Bien. Je longe, sur l’âpre coteau, la clôture du pré où paissent des vaches. De combien de siècles datent ces murs ? Ils pourrissent, envahis d’herbes et de ronces, sous les branches des chênes. J’essaie de courir, dans la boue des ornières. Voici la ferme noire, aux petites fenêtres closes. Ce gîte paraît mort parmi des cailloux, dans le silence de la hauteur. Une femme, sa fourche à la main, surgit à la crête d’un talus, au penchant duquel elle tassait du foin. Ahurie, elle me considère, son long visage terreux enveloppé d’un foulard noir dont les bouts flottent. Je m’explique, avec des gestes. Elle finit par me comprendre et m’indique le sentier que j’hésitais à suivre, tant il me paraît bizarre, s’en allant à l’aventure. Des rochers informes ou grotesques se dressent autour de moi. Je descends. Pendant quelques minutes, c’est parfait. Un ruisseau murmure entre des buissons, dans la sinueuse rigole qu’il a creusée. Les arbres cessent. Des fougères vivent je ne sais comme dans le roc. Mais le ruisseau s’élargissant bondit avec plus de force. Mon sentier le croise à plusieurs reprises. Pour le franchir, je saute, non sans péril. Le rocher, fendillé de toutes parts, se creuse quelquefois, et l’on pourrait bien se casser la jambe, sinon la tête, sur ces lits de pierres. Bientôt le sentier s’égare dans les fougères touffues, où subitement je patauge au milieu d’une eau glacée. Plus de fougères maintenant. Rien que des rocs entassés, écroulés en chaos. Les chèvres seules doivent se hasarder ici, certains jours de caprice.



J'avance, ou plutôt je glisse autant sur les mains que sur les pieds, sans oser regarder au-dessous de moi, tout au fond, dans la cuvette étroite où des arbres paisibles balancent leurs feuillées, où un paysan conduit les bœufs de sa charrue dans une terre brune. Les sources jaillissent des mille fissures de la montagne. Les rochers se dressent, plus tourmentés et menaçants. Mais la solitude, grâce à la voix hardie et rieuse des eaux, n'inspire aucune tristesse.

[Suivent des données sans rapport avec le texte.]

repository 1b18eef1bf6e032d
pub mod error;
pub mod loader;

Soudain, j’aperçois là-bas, dans un coin du vallon, un cube de pierres blanches, la maisonnette de la station, et la femme de garde qui tient son drapeau rouge. Puis, une fumée blanche se déroule, se dissipe : c’est le train qui siffle et s’en va, verdâtre et joli comme un jouet d’enfant.



La pente se fait plus douce, dans une sorte de chemin où l’eau des orages a poussé des morceaux de roches. Je suis meurtri, les pieds trempés, les habits déchirés.



Pourtant, il faut marcher. Point d’autre passage que la voie ferrée. Elle s’allonge dans une tranchée, dont les parois scintillent. Car la montagne contient des mines de cuivre argentière, plus riches à mesure qu’on s’avance vers Saint-Étienne de Baïgorry, où un filon est exploité.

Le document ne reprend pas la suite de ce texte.